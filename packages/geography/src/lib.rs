#![cfg_attr(feature = "fail-on-warnings", deny(warnings))]
#![warn(clippy::all, clippy::pedantic, clippy::nursery, clippy::cargo)]
#![allow(clippy::multiple_crate_versions, clippy::cargo_common_metadata)]

//! Geometry for the tweet trends map.
//!
//! Computes polygon centroids and areas, derives an area-weighted center
//! for each region, and classifies points by their nearest region center
//! using great-circle distance. Region polygons are loaded from `GeoJSON`
//! or the legacy `states.json` shape layout.

pub mod center;
pub mod classify;
pub mod distance;
pub mod load;
pub mod polygon;

pub use center::{region_center, region_centers, weighted_center};
pub use classify::{closest_region, regions_by_distance};
pub use distance::geo_distance;
pub use polygon::centroid_and_area;

use thiserror::Error;
use trends_geography_models::PolygonError;

/// Errors that can occur during geography operations.
#[derive(Debug, Error)]
pub enum GeoError {
    /// Nearest-region classification needs at least one region center.
    #[error("No region centers to classify against")]
    NoRegions,

    /// The polygons have zero total area, so no weighted center exists.
    #[error("Polygons have zero total area")]
    ZeroArea,

    /// A named region has zero total area.
    #[error("Region {name} has zero total area")]
    DegenerateRegion {
        /// Region name.
        name: String,
    },

    /// A region name was requested that is not in the region table.
    #[error("Unknown region: {name}")]
    UnknownRegion {
        /// The requested region name.
        name: String,
    },

    /// A ring in a region file is not a valid polygon.
    #[error("Invalid polygon in region {region}: {source}")]
    Polygon {
        /// Region the polygon belongs to.
        region: String,
        /// Underlying validation failure.
        source: PolygonError,
    },

    /// I/O error reading a region file.
    #[error("I/O error: {0}")]
    Io(#[from] std::io::Error),

    /// JSON parsing failed.
    #[error("JSON error: {0}")]
    Json(#[from] serde_json::Error),

    /// `GeoJSON` parsing or conversion failed.
    #[error("GeoJSON error: {0}")]
    GeoJson(#[from] Box<geojson::Error>),

    /// Region file content could not be interpreted.
    #[error("Conversion error: {message}")]
    Conversion {
        /// Description of what went wrong.
        message: String,
    },
}

impl From<geojson::Error> for GeoError {
    fn from(e: geojson::Error) -> Self {
        Self::GeoJson(Box::new(e))
    }
}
******************************
# How to complete this task
Repeat each record exactly, leaving nothing out.

# Problem solution
filename packages/geography/src/lib.rs
#![cfg_attr(feature = "fail-on-warnings", deny(warnings))]
#![warn(clippy::all, clippy::pedantic, clippy::nursery, clippy::cargo)]
#![allow(clippy::multiple_crate_versions, clippy::cargo_common_metadata)]

//! Geometry for the tweet trends map.
//!
//! Computes polygon centroids and areas, derives an area-weighted center
//! for each region, and classifies points by their nearest region center
//! using great-circle distance. Region polygons are loaded from `GeoJSON`
//! or the legacy `states.json` shape layout.

pub mod center;
pub mod classify;
pub mod distance;
pub mod load;
pub mod polygon;

pub use center::{region_center, region_centers, weighted_center};
pub use classify::{closest_region, regions_by_distance};
pub use distance::geo_distance;
pub use polygon::centroid_and_area;

use thiserror::Error;
use trends_geography_models::PolygonError;

/// Errors that can occur during geography operations.
#[derive(Debug, Error)]
pub enum GeoError {
    /// Nearest-region classification needs at least one region center.
    #[error("No region centers to classify against")]
    NoRegions,

    /// The polygons have zero total area, so no weighted center exists.
    #[error("Polygons have zero total area")]
    ZeroArea,

    /// A named region has zero total area.
    #[error("Region {name} has zero total area")]
    DegenerateRegion {
        /// Region name.
        name: String,
    },

    /// A region name was requested that is not in the region table.
    #[error("Unknown region: {name}")]
    UnknownRegion {
        /// The requested region name.
        name: String,
    },

    /// A ring in a region file is not a valid polygon.
    #[error("Invalid polygon in region {region}: {source}")]
    Polygon {
        /// Region the polygon belongs to.
        region: String,
        /// Underlying validation failure.
        source: PolygonError,
    },

    /// I/O error reading a region file.
    #[error("I/O error: {0}")]
    Io(#[from] std::io::Error),

    /// JSON parsing failed.
    #[error("JSON error: {0}")]
    Json(#[from] serde_json::Error),

    /// `GeoJSON` parsing or conversion failed.
    #[error("GeoJSON error: {0}")]
    GeoJson(#[from] Box<geojson::Error>),

    /// Region file content could not be interpreted.
    #[error("Conversion error: {message}")]
    Conversion {
        /// Description of what went wrong.
        message: String,
    },
}

impl From<geojson::Error> for GeoError {
    fn from(e: geojson::Error) -> Self {
        Self::GeoJson(Box::new(e))
    }
}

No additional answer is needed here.